Work item:
The required output is every line from the one with "Some(FrameRecorder::open(path)?)" through the final line of the data below, unchanged.

Data provided:
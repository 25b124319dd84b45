//! Wallet module for key and transaction management

pub mod wallet;

pub use wallet::{Wallet, WalletError};
//! Session telemetry data model and JSON decode.
//!
//! One [`SessionFrame`] is one snapshot of game state from the headset's
//! `/session` API. Frames are sparse: during lobby or pre-match states the
//! `disc` record and `teams` list may be missing entirely, and individual
//! players may omit `velocity` or `possession`. Every consumed field that can
//! be absent defaults rather than erroring; unknown fields are ignored.

use serde::{Deserialize, Serialize};

use crate::error::{FrameError, Result};

/// `match_type` prefix reported while the player sits in a social lobby.
const LOBBY_PREFIX: &str = "Social";

/// One telemetry snapshot for a single point in time.
#[derive(Debug, Clone, Serialize, Deserialize)]
pub struct SessionFrame {
    /// Match type string, e.g. `"Echo_Arena"` or `"Social_2.0"`. Absent in
    /// some pre-match states.
    pub match_type: Option<String>,

    /// Disc motion telemetry. Absent until a match is running.
    pub disc: Option<Disc>,

    #[serde(default)]
    pub teams: Vec<Team>,
}

/// Disc motion telemetry.
#[derive(Debug, Clone, Serialize, Deserialize)]
pub struct Disc {
    /// World-frame velocity [x, y, z] (m/s).
    pub velocity: [f64; 3],

    /// Number of surface contacts since the disc was last held. Non-zero
    /// while the disc is rebounding rather than in thrown flight.
    #[serde(default)]
    pub bounce_count: u32,
}

#[derive(Debug, Clone, Serialize, Deserialize)]
pub struct Team {
    #[serde(default)]
    pub players: Vec<Player>,
}

#[derive(Debug, Clone, Serialize, Deserialize)]
pub struct Player {
    pub name: String,

    /// World-frame velocity [x, y, z] (m/s). Zero when not reported.
    #[serde(default)]
    pub velocity: [f64; 3],

    #[serde(default)]
    pub possession: bool,
}

impl SessionFrame {
    /// Decode a session document fetched from the telemetry API.
    ///
    /// An empty (whitespace-only) body is `FrameError::Empty` — the API
    /// serves one when no session exists.
    pub fn from_json(body: &str) -> Result<Self> {
        if body.trim().is_empty() {
            return Err(FrameError::Empty);
        }
        Ok(serde_json::from_str(body)?)
    }

    /// True while the player is in a social lobby rather than a match.
    pub fn is_lobby(&self) -> bool {
        self.match_type
            .as_deref()
            .is_some_and(|m| m.starts_with(LOBBY_PREFIX))
    }
}

// ---------------------------------------------------------------------------
// Tests
// ---------------------------------------------------------------------------
use thiserror::Error;

/// Errors arising from decoding a session telemetry document.
#[derive(Debug, Error)]
pub enum FrameError {
    #[error("invalid session JSON: {0}")]
    Json(#[from] serde_json::Error),

    #[error("empty session document")]
    Empty,
}

/// Startup configuration errors. Fatal: the monitor loop is never entered
/// with a broken configuration.
#[derive(Debug, Error)]
pub enum SetupError {
    #[error("refresh rate must be positive (got {0})")]
    RefreshRate(f64),

    #[error("cannot build HTTP client: {0}")]
    Client(#[from] reqwest::Error),

    #[error("cannot load banner font {path}: {reason}")]
    BannerFont { path: String, reason: String },

    #[error("speech synthesizer `{program}` unavailable: {source}")]
    Speech {
        program: String,
        source: std::io::Error,
    },

    #[error("cannot open record file {path}: {source}")]
    Record {
        path: String,
        source: std::io::Error,
    },
}

pub type Result<T> = std::result::Result<T, FrameError>;
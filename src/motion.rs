//! Pure kinematics helpers over frame velocity vectors.
//!
//! All speeds are Euclidean norms in m/s, rounded to 2 decimal places to
//! match the precision the telemetry API itself reports.

use crate::frame::{Player, SessionFrame};

/// Convert a 3D velocity vector into a scalar speed (m/s, 2dp).
pub fn speed(vel: [f64; 3]) -> f64 {
    let norm = (vel[0] * vel[0] + vel[1] * vel[1] + vel[2] * vel[2]).sqrt();
    (norm * 100.0).round() / 100.0
}

/// The disc's velocity relative to its holder (object minus holder).
///
/// With a stationary holder this is the object velocity unchanged, so
/// feeding the result to [`speed`] degrades to absolute speed.
pub fn relative_velocity(holder: [f64; 3], object: [f64; 3]) -> [f64; 3] {
    [
        object[0] - holder[0],
        object[1] - holder[1],
        object[2] - holder[2],
    ]
}

/// The player currently holding the disc.
///
/// Scans teams in order, players in order within each team, and returns the
/// first with the `possession` flag set. Telemetry is expected to report at
/// most one holder; if it reports several, the first in iteration order wins.
pub fn holder(frame: &SessionFrame) -> Option<&Player> {
    frame
        .teams
        .iter()
        .flat_map(|t| t.players.iter())
        .find(|p| p.possession)
}

// ---------------------------------------------------------------------------
// Tests
// ---------------------------------------------------------------------------
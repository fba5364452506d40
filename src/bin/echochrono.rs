//! Chronograph for Echo Arena: polls the headset's session telemetry API
//! and announces each detected throw by voice and/or FIGlet banner.
//!
//! Usage: echochrono <QUEST_IP> [options]

use std::path::PathBuf;
use std::process;

use clap::Parser;
use log::LevelFilter;

use echochrono::announce::{Announcer, Banner, DEFAULT_TTS_COMMAND, SpeechEngine};
use echochrono::client::SessionClient;
use echochrono::detector::ShotDetector;
use echochrono::error::SetupError;
use echochrono::monitor::Monitor;
use echochrono::record::FrameRecorder;

#[derive(Parser)]
#[command(
    name = "echochrono",
    about = "Chronograph for Echo Arena on the Oculus Quest",
    version
)]
struct Cli {
    /// IP of the headset running the telemetry API
    #[arg(value_name = "QUEST_IP")]
    host: String,

    /// Disc velocity update/refresh rate in Hz
    #[arg(
        short = 'r',
        long = "refresh-rate",
        value_name = "HERTZ",
        default_value_t = 5.0
    )]
    refresh_rate: f64,

    /// Minimum disc speed to read out (m/s)
    #[arg(short = 'm', long = "minimum-speed", default_value_t = 10.0)]
    minimum_speed: f64,

    /// Maximum speed change between consecutive samples still read as one
    /// sustained flight (m/s)
    #[arg(long = "stability-tolerance", default_value_t = 0.1)]
    stability_tolerance: f64,

    /// Disable text-to-speech output
    #[arg(long = "no-tts")]
    no_tts: bool,

    /// Speech synthesizer command (receives the speed as its argument)
    #[arg(long = "tts-command", value_name = "PROGRAM", default_value = DEFAULT_TTS_COMMAND)]
    tts_command: String,

    /// Disable displaying the speed in large letters
    #[arg(long = "no-banner")]
    no_banner: bool,

    /// FIGlet .flf font file for the banner (embedded standard font if omitted)
    #[arg(long = "banner-font", value_name = "FONTFILE")]
    banner_font: Option<PathBuf>,

    /// Announce absolute disc speed instead of speed relative to the thrower
    #[arg(long = "no-throw-speed")]
    no_throw_speed: bool,

    /// Record session frames and detected shots to FILEPATH
    #[arg(short = 'R', long = "record", value_name = "FILEPATH")]
    record: Option<PathBuf>,

    /// Print lots of extra debug messages
    #[arg(long)]
    debug: bool,
}

fn main() {
    let cli = Cli::parse();

    env_logger::Builder::new()
        .filter_level(if cli.debug {
            LevelFilter::Debug
        } else {
            LevelFilter::Info
        })
        .init();

    if let Err(e) = run(cli) {
        eprintln!("error: {e}");
        process::exit(1);
    }
}

fn run(cli: Cli) -> Result<(), SetupError> {
    let client = SessionClient::new(&cli.host)?;
    println!("Using Echo Arena API at {}", client.url());

    let banner = if cli.no_banner {
        None
    } else {
        Some(match &cli.banner_font {
            Some(path) => Banner::from_file(path)?,
            None => Banner::standard()?,
        })
    };

    let speech = if cli.no_tts {
        None
    } else {
        Some(SpeechEngine::new(&cli.tts_command)?)
    };

    let recorder = match &cli.record {
        Some(path) => {
            println!("Writing session frames to {}", path.display());
            Some(FrameRecorder::open(path)?)
        }
        None => None,
    };

    let mut monitor = Monitor::new(
        client,
        ShotDetector::new(cli.minimum_speed, cli.stability_tolerance),
        Announcer::new(banner, speech, !cli.no_throw_speed),
        recorder,
        cli.refresh_rate,
    )?;
    monitor.run()
}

Solution for this task:
            Some(FrameRecorder::open(path)?)
        }
        None => None,
    };

    let mut monitor = Monitor::new(
        client,
        ShotDetector::new(cli.minimum_speed, cli.stability_tolerance),
        Announcer::new(banner, speech, !cli.no_throw_speed),
        recorder,
        cli.refresh_rate,
    )?;
    monitor.run()
}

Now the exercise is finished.